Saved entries
--

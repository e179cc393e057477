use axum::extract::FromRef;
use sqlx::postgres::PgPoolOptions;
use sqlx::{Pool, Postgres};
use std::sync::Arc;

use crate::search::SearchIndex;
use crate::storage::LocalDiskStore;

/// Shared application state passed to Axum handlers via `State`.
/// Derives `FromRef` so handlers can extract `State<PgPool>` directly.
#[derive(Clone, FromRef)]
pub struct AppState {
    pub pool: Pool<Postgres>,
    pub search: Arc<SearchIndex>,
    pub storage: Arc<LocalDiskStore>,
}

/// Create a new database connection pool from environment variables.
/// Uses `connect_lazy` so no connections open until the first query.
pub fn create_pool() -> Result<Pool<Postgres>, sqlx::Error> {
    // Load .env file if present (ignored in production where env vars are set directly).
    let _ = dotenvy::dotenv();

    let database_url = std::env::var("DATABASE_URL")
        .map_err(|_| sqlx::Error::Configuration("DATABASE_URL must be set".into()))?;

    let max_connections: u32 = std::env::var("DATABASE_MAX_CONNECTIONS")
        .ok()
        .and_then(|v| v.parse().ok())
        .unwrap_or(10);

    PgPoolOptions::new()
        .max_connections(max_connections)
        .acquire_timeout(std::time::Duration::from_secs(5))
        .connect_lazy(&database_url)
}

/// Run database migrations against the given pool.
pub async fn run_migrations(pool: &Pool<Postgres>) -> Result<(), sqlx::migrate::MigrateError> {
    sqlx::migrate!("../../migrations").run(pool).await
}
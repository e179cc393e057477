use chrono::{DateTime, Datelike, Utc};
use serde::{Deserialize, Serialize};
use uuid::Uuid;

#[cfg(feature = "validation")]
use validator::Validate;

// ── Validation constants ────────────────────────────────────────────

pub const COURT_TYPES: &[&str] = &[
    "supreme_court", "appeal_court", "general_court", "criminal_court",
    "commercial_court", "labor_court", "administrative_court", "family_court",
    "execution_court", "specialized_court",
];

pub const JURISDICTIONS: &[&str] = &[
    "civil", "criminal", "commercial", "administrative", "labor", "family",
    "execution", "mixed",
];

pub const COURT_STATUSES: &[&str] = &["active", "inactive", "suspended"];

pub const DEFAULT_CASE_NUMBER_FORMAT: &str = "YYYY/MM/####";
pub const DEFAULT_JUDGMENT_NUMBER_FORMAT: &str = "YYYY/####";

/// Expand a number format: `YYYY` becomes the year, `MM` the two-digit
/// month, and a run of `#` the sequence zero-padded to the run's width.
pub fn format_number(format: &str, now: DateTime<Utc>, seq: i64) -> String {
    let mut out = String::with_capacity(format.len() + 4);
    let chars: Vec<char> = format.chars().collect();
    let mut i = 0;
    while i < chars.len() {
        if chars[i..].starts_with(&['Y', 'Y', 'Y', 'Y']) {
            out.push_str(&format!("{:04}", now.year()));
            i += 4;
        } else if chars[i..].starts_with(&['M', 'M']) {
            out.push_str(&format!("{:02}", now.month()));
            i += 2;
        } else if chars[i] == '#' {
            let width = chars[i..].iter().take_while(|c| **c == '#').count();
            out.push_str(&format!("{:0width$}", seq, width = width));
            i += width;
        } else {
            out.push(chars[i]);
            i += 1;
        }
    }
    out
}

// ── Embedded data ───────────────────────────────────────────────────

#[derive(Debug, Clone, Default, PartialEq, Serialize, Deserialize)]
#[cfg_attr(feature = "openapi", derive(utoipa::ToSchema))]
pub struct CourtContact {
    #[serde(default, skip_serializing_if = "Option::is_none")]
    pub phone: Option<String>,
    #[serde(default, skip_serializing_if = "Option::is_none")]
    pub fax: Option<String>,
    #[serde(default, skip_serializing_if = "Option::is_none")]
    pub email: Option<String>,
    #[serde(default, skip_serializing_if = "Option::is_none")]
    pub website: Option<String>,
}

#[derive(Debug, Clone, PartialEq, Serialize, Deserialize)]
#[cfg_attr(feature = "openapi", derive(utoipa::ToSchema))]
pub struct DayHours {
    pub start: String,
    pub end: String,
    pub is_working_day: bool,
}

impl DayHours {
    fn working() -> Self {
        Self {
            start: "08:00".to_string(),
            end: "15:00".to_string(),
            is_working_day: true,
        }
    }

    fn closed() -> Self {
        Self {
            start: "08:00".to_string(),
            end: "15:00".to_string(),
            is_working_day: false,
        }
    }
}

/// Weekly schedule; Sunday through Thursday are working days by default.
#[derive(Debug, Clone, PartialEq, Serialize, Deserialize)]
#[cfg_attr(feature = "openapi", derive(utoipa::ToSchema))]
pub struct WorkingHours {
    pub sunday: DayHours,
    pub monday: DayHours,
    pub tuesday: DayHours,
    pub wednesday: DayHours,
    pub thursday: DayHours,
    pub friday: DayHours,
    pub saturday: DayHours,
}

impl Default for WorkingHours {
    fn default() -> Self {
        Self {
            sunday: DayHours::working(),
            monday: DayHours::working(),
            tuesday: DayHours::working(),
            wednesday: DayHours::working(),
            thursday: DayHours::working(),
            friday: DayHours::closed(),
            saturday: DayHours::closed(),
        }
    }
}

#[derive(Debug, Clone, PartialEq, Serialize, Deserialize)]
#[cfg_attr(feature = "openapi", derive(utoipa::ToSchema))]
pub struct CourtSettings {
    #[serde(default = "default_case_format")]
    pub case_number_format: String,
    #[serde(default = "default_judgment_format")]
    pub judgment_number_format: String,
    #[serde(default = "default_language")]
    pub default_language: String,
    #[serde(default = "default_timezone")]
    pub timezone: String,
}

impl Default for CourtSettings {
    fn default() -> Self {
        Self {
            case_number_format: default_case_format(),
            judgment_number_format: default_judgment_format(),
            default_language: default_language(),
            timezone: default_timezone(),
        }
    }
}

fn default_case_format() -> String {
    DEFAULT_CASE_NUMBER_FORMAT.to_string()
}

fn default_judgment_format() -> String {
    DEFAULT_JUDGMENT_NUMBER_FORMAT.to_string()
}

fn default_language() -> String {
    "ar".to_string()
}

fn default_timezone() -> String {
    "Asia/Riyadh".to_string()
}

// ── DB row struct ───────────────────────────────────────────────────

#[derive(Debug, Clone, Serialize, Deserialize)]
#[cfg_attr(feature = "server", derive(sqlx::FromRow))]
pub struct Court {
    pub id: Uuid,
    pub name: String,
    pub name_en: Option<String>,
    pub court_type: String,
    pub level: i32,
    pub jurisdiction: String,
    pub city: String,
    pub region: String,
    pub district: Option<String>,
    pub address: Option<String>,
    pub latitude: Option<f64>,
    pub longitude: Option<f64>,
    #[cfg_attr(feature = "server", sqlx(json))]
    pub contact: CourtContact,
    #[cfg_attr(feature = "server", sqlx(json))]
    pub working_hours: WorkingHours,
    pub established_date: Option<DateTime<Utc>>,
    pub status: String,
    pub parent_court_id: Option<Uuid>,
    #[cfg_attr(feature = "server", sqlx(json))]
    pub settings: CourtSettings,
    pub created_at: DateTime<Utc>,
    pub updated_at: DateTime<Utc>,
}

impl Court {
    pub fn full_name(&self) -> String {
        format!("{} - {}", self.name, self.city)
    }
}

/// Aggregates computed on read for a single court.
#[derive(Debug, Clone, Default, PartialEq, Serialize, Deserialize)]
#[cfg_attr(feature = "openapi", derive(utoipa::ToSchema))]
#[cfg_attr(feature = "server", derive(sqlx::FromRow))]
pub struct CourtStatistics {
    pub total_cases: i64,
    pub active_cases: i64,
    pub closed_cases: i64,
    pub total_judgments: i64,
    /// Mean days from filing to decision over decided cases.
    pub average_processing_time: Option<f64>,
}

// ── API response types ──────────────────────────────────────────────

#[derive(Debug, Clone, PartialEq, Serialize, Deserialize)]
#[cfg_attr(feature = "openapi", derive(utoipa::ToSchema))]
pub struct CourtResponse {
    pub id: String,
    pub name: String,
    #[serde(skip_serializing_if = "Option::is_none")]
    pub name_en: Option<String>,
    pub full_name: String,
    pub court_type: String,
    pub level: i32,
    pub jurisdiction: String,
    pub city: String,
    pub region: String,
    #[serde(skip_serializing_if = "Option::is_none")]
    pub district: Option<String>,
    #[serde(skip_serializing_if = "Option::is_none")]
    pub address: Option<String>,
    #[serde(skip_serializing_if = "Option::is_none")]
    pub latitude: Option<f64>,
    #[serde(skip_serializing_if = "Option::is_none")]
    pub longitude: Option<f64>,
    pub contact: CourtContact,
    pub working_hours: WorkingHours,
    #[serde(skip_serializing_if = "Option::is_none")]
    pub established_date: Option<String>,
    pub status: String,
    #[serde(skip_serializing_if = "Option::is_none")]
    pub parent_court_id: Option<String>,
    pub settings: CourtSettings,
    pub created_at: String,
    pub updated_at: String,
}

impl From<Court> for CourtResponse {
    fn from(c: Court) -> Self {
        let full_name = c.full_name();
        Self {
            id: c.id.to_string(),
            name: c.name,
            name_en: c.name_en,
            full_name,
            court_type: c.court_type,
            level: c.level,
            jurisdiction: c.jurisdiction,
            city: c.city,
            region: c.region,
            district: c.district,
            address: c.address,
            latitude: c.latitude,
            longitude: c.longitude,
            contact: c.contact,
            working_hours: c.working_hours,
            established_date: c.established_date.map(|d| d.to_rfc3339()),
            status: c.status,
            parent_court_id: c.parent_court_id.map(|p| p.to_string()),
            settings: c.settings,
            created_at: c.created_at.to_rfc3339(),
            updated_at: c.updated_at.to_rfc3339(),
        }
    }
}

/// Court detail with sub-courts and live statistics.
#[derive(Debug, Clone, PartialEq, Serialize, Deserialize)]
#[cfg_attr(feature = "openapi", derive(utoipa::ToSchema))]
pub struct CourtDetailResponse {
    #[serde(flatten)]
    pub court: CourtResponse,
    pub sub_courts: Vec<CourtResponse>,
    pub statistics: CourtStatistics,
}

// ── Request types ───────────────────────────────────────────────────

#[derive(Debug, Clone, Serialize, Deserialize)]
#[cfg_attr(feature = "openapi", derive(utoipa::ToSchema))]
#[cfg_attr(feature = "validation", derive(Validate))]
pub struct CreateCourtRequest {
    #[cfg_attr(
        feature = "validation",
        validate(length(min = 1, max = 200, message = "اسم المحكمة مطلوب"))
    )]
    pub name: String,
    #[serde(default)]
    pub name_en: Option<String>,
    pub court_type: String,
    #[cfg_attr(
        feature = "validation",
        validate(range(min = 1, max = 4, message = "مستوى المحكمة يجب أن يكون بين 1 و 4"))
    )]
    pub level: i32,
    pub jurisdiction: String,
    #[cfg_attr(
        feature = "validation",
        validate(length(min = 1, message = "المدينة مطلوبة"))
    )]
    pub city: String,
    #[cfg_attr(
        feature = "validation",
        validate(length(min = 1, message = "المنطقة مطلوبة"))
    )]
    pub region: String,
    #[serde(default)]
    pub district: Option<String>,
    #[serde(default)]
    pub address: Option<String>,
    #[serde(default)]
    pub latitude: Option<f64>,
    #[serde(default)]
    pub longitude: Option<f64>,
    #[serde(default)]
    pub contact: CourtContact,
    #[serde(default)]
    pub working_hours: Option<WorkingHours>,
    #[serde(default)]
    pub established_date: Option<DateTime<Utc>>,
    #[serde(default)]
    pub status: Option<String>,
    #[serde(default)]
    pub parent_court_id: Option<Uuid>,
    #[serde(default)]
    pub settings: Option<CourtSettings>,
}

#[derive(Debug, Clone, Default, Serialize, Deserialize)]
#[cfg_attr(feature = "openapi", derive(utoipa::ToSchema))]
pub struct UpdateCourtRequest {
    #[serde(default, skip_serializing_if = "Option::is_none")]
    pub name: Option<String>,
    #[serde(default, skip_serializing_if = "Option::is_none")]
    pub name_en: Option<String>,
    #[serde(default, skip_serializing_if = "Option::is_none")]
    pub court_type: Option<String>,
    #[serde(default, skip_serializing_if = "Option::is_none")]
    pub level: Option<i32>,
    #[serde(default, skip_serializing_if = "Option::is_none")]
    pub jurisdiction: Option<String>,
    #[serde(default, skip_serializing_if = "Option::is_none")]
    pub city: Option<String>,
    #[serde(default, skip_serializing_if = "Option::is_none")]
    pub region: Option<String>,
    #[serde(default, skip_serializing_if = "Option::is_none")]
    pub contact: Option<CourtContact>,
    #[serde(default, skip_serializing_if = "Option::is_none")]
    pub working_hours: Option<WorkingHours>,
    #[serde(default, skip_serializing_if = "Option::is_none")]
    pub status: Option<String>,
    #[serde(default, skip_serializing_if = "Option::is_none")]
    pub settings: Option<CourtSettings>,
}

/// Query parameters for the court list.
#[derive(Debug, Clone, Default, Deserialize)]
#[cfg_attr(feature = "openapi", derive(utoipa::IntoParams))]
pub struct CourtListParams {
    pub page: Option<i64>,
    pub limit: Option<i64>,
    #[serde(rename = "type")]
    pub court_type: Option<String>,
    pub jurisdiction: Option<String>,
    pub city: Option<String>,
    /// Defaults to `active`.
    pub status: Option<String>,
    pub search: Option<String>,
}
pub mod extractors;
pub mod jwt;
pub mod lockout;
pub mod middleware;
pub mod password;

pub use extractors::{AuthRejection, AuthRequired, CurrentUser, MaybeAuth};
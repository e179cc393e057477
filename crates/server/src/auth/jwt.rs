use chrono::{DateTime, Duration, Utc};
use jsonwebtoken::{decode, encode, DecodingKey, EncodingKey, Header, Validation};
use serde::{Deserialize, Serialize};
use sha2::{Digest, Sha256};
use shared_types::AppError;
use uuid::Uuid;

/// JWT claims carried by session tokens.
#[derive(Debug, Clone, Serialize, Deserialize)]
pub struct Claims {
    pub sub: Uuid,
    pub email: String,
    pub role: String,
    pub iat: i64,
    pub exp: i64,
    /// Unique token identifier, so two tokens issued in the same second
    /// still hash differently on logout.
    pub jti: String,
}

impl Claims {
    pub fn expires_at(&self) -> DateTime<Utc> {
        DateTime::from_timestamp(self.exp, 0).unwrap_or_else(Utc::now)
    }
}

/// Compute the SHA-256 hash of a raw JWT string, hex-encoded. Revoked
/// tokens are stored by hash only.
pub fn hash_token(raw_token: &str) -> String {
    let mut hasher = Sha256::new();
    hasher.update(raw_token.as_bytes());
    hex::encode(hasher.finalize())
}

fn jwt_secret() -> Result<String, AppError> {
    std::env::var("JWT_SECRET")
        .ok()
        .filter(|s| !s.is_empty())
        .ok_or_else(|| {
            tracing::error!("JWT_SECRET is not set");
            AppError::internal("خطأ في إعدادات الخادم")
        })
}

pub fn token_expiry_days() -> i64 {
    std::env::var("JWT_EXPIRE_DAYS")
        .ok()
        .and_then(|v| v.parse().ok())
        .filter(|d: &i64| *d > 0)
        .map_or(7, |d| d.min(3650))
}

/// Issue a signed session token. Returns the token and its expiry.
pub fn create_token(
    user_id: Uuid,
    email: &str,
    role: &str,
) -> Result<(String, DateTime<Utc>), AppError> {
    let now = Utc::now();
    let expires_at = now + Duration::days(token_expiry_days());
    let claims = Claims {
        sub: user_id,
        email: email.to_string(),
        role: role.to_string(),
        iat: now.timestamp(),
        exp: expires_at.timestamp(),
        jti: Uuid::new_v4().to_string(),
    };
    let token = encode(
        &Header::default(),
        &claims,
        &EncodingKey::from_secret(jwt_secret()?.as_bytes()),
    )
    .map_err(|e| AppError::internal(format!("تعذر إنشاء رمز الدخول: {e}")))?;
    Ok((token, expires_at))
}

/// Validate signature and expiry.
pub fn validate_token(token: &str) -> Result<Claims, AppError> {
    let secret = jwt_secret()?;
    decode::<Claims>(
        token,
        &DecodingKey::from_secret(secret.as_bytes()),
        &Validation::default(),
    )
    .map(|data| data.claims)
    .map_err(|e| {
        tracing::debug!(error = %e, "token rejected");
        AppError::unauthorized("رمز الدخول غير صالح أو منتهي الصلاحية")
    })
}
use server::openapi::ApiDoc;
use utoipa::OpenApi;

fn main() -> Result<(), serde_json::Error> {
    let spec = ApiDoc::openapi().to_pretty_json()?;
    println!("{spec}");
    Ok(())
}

--

* Exercise: Print the lines above, unchanged, from the start of the records to the line with "use crate::storage::LocalDiskStore;", including that final line.

* Response below:
repository e179cc393e057477
use axum::extract::FromRef;
use sqlx::postgres::PgPoolOptions;
use sqlx::{Pool, Postgres};
use std::sync::Arc;

use crate::search::SearchIndex;
use crate::storage::LocalDiskStore;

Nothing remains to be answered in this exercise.